"Good. You shall practice while I look after everything else. Wait for me a moment."

He went into his dressing-room, and soon reappeared washed, shaved, correct-looking.

"Come with me," said he.

He lived on the ground floor of a small house, and he led Duroy to the cellar, an enormous cellar, converted into a fencing-room and shooting gallery, all the openings on the street being closed. After having lit a row of gas jets running the whole length of a second cellar, at the end of which was an iron man painted red and blue; he placed on a table two pairs of breech-loading pistols, and began to give the word of command in a sharp tone, as though on the ground: "Ready? Fire—one—two—three."

Duroy, dumbfounded, obeyed, raising his arm, aiming and firing, and as he often hit the mark fair on the body, having frequently made use of an old horse pistol of his father's when a boy, against the birds, Jacques Rival, well satisfied, exclaimed: "Good—very good—very good—you will do—you will do."

Then he left George, saying: "Go on shooting till noon; here is plenty of ammunition, don't be afraid to use it. I will come back to take you to lunch and tell you how things are going."

Left to himself, Duroy fired a few more shots, and then sat down and began to reflect. How absurd these things were, all the same! What did a duel prove? Was a rascal less of a rascal after going out? What did an honest man, who had been insulted, gain by risking his life against a scoundrel? And his mind, gloomily inclined, recalled the words of Norbert de Varenne.
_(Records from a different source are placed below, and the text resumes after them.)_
mod crop;
mod csv_out;
mod document;
mod error;
mod model;
mod normalize;
mod options;
mod pdf_reader;
mod pipeline;
mod positional;
mod publish;
mod render;
mod ruled_table;
mod table_detect;
mod table_parse;
mod warning;
mod week;

use std::path::Path;

use tracing::info;

pub use crop::{CropBox, DailyDishes, crop_dishes, daily_dishes, dish_file_name, encode_png};
pub use csv_out::{menu_to_csv_string, write_menu_csv};
pub use document::{DocumentSource, FileSource, MenuDocument};
pub use error::ExtractError;
pub use model::{DishPair, PageLayout, Segment, TextSpan, Weekday, WeeklyMenu};
pub use normalize::{
    BOILERPLATE_PHRASE, blank_allergen_tokens, collapse_spaces, dish_tokens, is_allergen_token,
    is_row_empty, strip_artifacts,
};
pub use options::{CropLayout, ExtractOptions, OverflowPolicy, StrategyKind};
pub use pipeline::{ExtractionReport, MenuExtraction, MenuPipeline, MenuStrategy, PipelineState};
pub use positional::PositionalStrategy;
pub use publish::{DirectoryPublisher, ImagePublisher};
pub use render::{
    DISH_EMOJI, DISH_KINDS, RATING_REACTIONS, announcement_message, feedback_message,
    menu_to_json, render_chat_table, wrap_text,
};
pub use ruled_table::RuledTableStrategy;
pub use warning::{ExtractWarning, WarningCode as ExtractWarningCode};
pub use week::{
    DocumentUrlCache, WeekKey, find_date_token, is_menu_link, link_file_name, menu_week_start,
    monday_of, parse_menu_date, resolve_menu_link, select_menu_link, unknown_week_start,
    week_start_from_text,
};

fn validate_options(options: &ExtractOptions) -> Result<(), ExtractError> {
    if options.strategies.is_empty() {
        return Err(ExtractError::InvalidOption(
            "at least one extraction strategy is required".to_string(),
        ));
    }
    if !options.column_tolerance.is_finite() || options.column_tolerance <= 0.0 {
        return Err(ExtractError::InvalidOption(
            "column tolerance must be a positive number".to_string(),
        ));
    }
    Ok(())
}

pub fn extract_from_document(
    document: &MenuDocument,
    options: &ExtractOptions,
) -> Result<MenuExtraction, ExtractError> {
    validate_options(options)?;
    MenuPipeline::from_kinds(&options.strategies).extract(document, options)
}

pub fn extract_weekly_menu(
    input_pdf: &[u8],
    options: &ExtractOptions,
) -> Result<MenuExtraction, ExtractError> {
    validate_options(options)?;
    let document = MenuDocument::from_bytes(input_pdf)?;
    extract_from_document(&document, options)
}

pub fn extract_weekly_menu_from_path(
    input_pdf: &Path,
    options: &ExtractOptions,
) -> Result<MenuExtraction, ExtractError> {
    let bytes = FileSource::new(input_pdf).fetch()?;
    extract_weekly_menu(&bytes, options)
}

pub fn extract_weekly_menu_from_source(
    source: &dyn DocumentSource,
    options: &ExtractOptions,
) -> Result<MenuExtraction, ExtractError> {
    let bytes = source.fetch()?;
    info!(bytes = bytes.len(), "fetched menu document");
    extract_weekly_menu(&bytes, options)
}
Then he felt thirsty, and having heard the sound of water dropping behind him, found that there was a hydrant serving as a douche bath, and drank from the nozzle of the hose. Then he began to think again. It was gloomy in this cellar, as gloomy as a tomb. The dull and distant rolling of vehicles sounded like the rumblings of a far-off storm. What o'clock could it be? The hours passed by there as they must pass in prisons, without anything to indicate or mark them save the visits of the warder. He waited a long time. Then all at once he heard footsteps and voices, and Jacques Rival reappeared, accompanied by Boisrenard. He called out as soon as he saw Duroy: "It's all settled."

The latter thought the matter terminated by a letter of apology, his heart beat, and he stammered: "Ah! thanks."

The descriptive writer continued: "That fellow Langremont is very square; he accepted all our conditions. Twenty-five paces, one shot, at the word of command raising the pistol. The hand is much steadier that way than bringing it down. See here, Boisrenard, what I told you."